══ Extracted entries ══

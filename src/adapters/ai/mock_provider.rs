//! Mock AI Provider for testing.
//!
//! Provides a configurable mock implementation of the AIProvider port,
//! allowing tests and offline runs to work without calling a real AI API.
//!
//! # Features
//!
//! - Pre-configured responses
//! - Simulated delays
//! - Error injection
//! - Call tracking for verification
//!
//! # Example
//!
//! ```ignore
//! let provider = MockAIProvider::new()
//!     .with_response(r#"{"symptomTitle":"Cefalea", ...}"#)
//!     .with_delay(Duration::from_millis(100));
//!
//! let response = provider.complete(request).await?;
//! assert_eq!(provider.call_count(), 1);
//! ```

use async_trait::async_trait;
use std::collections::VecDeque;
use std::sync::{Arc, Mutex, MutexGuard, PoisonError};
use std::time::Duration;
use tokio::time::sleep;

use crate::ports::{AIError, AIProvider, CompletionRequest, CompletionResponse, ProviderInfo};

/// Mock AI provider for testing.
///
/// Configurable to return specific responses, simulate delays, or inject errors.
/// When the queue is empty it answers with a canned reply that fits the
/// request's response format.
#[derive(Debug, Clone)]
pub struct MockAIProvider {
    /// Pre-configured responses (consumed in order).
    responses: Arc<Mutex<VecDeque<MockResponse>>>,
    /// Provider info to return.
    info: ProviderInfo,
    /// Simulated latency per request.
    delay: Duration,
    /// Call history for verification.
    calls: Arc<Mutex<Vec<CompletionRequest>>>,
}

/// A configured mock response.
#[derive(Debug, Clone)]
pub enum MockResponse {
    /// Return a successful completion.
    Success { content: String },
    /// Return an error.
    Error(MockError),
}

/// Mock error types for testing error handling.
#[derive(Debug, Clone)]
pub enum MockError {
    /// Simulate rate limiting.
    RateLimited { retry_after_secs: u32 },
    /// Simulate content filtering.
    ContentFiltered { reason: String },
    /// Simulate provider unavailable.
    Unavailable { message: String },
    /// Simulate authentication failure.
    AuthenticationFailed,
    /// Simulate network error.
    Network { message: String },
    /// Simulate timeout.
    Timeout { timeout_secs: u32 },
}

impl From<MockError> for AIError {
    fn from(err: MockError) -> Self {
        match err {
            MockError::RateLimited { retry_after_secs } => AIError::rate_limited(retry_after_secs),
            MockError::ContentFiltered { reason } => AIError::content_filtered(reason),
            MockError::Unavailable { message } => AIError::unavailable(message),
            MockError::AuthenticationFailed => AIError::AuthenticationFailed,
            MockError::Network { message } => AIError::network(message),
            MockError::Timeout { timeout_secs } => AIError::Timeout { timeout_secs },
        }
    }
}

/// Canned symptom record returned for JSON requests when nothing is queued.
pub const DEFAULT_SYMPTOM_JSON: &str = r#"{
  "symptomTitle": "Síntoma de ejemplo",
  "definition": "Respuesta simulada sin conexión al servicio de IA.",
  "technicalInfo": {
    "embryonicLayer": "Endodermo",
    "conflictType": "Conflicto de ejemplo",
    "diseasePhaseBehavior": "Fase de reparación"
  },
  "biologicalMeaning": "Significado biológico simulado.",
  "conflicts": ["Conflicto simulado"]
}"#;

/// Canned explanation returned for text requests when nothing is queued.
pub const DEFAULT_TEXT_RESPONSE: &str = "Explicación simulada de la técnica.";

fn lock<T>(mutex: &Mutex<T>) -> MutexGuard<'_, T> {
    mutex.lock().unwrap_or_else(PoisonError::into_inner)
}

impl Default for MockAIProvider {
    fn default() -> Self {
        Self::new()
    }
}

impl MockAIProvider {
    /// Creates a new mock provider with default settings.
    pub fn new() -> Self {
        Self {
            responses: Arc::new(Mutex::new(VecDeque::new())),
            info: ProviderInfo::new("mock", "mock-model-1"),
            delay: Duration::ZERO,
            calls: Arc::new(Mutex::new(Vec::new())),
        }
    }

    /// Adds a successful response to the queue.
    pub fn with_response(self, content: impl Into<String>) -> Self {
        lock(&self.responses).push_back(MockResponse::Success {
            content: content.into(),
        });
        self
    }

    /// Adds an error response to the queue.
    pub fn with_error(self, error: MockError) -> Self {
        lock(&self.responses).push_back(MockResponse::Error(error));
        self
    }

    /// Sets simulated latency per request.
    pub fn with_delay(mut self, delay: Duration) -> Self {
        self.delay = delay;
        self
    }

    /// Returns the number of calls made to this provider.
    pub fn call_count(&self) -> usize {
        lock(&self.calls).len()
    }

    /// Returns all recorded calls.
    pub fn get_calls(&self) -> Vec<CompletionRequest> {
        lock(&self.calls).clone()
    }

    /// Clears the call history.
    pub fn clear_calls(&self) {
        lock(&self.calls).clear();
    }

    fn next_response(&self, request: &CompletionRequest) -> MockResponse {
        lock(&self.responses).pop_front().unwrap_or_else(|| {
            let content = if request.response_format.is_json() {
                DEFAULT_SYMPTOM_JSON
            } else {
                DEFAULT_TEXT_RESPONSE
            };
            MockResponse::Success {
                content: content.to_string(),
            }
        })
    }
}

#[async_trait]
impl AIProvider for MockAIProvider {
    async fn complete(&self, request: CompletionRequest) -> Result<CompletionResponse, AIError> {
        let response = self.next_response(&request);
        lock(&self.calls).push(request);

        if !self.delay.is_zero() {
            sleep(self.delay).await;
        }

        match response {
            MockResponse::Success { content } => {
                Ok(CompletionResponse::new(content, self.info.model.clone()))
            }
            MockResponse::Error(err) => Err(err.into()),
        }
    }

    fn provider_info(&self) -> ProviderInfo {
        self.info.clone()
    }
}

═══

- Task goal
The answer must be every line of the records that holds the string "ejemplo".

- Response
  "symptomTitle": "Síntoma de ejemplo",
    "conflictType": "Conflicto de ejemplo",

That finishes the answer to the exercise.